William Lashly was a member of both Scott expeditions. A remarkable man known as much for his modesty as for his strength and sledging abilities, "Stoker" Lashly, along with Tom Crean, managed to get the scurvy-afflicted Lt. Evans back to Hut Point after leaving the polar party on January 4, 1912. It was a touch-and-go seven-week journey that earned both men the Albert Medal of the Royal Geographical Society. Many have speculated that if Lashly had continued with Scott to the pole the final outcome might have been different.
For book collectors Lashly is best known for his Diary, one of the great and elusive rarities of Antarcticana. 75 numbered copies of this slim volume were issued by the University of Reading in 1938-39 "for private circulation." In 1996 a copy fetched $6250. The diary (along with Lashly's Discovery diary) was published with additional material by Gollancz and Taplinger in 1969 under the title Under Scott's Command: Lashly's Antarctic Diaries, edited by Commander A. R. Ellis.
Lashly was born in Hambledon near Portsmouth in Hampshire. In 1932 he returned to this village and built a house (207) which he called Minna Bluff, after the peninsula that juts out from Mt Discovery 46 miles south of McMurdo Station (and named for Sir Clements Markham's wife, Minna). The house still stands on West Street, owned now by an elderly couple who bought it from Lashly's daughter in 1941. The name Minna Bluff still graces the entrance gate. The house is an attractive though modest brick, hipped-roof building set back from the road. The Lashly name is perpetuated in the village by Lashly Meadow, a road serving a new housing estate (302).
Another Lashly house may be found in the western section of Cardiff at 17 Mayfield Avenue (155). Following the First World War, Lashly was offered a job with the Board of Trade in Cardiff. He lived here until his return to Hambledon in 1932. Number 17 is in a row of well-preserved and architecturally interesting two-story brick terrace houses.

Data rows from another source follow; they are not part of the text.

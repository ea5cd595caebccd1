//! Error taxonomy of the filesystem layer.
//!
//! Every failure a handler can produce is one of the kinds below; the FUSE
//! bridge receives it as the corresponding negative errno. Unexpected
//! database failures collapse into [`FsError::Database`] and surface as EIO.

use fuse3::Errno;
use thiserror::Error;

/// Result alias used throughout the DAL and the handlers.
pub type FsResult<T> = Result<T, FsError>;

/// Errors of filesystem operations, mapped to errno values at the bridge.
#[derive(Debug, Error)]
pub enum FsError {
    /// Path or inode does not exist (ENOENT).
    #[error("no such file or directory: {0}")]
    NotFound(String),

    /// Sibling with the same name already exists (EEXIST).
    #[error("file exists: {0}")]
    AlreadyExists(String),

    /// Operation on a directory that expects a non-directory (EISDIR).
    #[error("is a directory: {0}")]
    IsDirectory(String),

    /// Operation on a non-directory that expects a directory (ENOTDIR).
    #[error("not a directory: {0}")]
    NotDirectory(String),

    /// Directory still has children (ENOTEMPTY).
    #[error("directory not empty: {0}")]
    NotEmpty(String),

    /// Null or stale file handle (EBADF).
    #[error("invalid file handle")]
    InvalidHandle,

    /// Write access on a read-only mount (EROFS).
    #[error("read-only file system")]
    ReadOnly,

    /// Operation is never allowed on this inode, such as unlinking a
    /// directory (EPERM).
    #[error("operation not permitted: {0}")]
    NotPermitted(String),

    /// Caller-supplied argument is not usable (EINVAL).
    #[error("invalid argument: {0}")]
    BadArgument(String),

    /// Data moved between the process and the database came out short, or
    /// another non-database I/O failure (EIO).
    #[error("i/o error: {0}")]
    Io(String),

    /// The session to the database broke mid-operation (EIO). The pool
    /// discards such a session instead of returning it.
    #[error("database connection lost: {0}")]
    ConnectionLost(String),

    /// Any other database failure (EIO).
    #[error("database error: {0}")]
    Database(sqlx::Error),
}

impl FsError {
    /// The errno the FUSE bridge reports for this error.
    pub fn errno(&self) -> libc::c_int {
        match self {
            FsError::NotFound(_) => libc::ENOENT,
            FsError::AlreadyExists(_) => libc::EEXIST,
            FsError::IsDirectory(_) => libc::EISDIR,
            FsError::NotDirectory(_) => libc::ENOTDIR,
            FsError::NotEmpty(_) => libc::ENOTEMPTY,
            FsError::InvalidHandle => libc::EBADF,
            FsError::ReadOnly => libc::EROFS,
            FsError::NotPermitted(_) => libc::EPERM,
            FsError::BadArgument(_) => libc::EINVAL,
            FsError::Io(_) => libc::EIO,
            FsError::ConnectionLost(_) => libc::EIO,
            FsError::Database(_) => libc::EIO,
        }
    }

    /// Whether the underlying session must not be reused.
    pub fn is_connection_lost(&self) -> bool {
        matches!(self, FsError::ConnectionLost(_))
    }
}

impl From<sqlx::Error> for FsError {
    fn from(err: sqlx::Error) -> Self {
        match err {
            sqlx::Error::RowNotFound => FsError::NotFound(String::new()),
            sqlx::Error::Io(e) => FsError::ConnectionLost(e.to_string()),
            sqlx::Error::Tls(e) => FsError::ConnectionLost(e.to_string()),
            sqlx::Error::Protocol(e) => FsError::ConnectionLost(e),
            sqlx::Error::Database(db) if db.code().as_deref() == Some("23505") => {
                // unique_violation: sibling name or path collision
                FsError::AlreadyExists(db.message().to_string())
            }
            other => FsError::Database(other),
        }
    }
}

impl From<FsError> for Errno {
    fn from(err: FsError) -> Self {
        Errno::from(err.errno())
    }
}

Update 17 March 2000: Markham gives 18 Dumbarton Street, Buckland, Portsmouth (453), as Mrs Lashly's address at the time of the Discovery expedition (Antarctic Obsession, p. 96). Edgar Evans lived in Buckland as well; the area of the address (52 Chapel Street) was extensively redeveloped, the house being demolished, suggesting that the same may have been the fate of Lashly's house. Dumbarton Street itself is not shown on modern maps.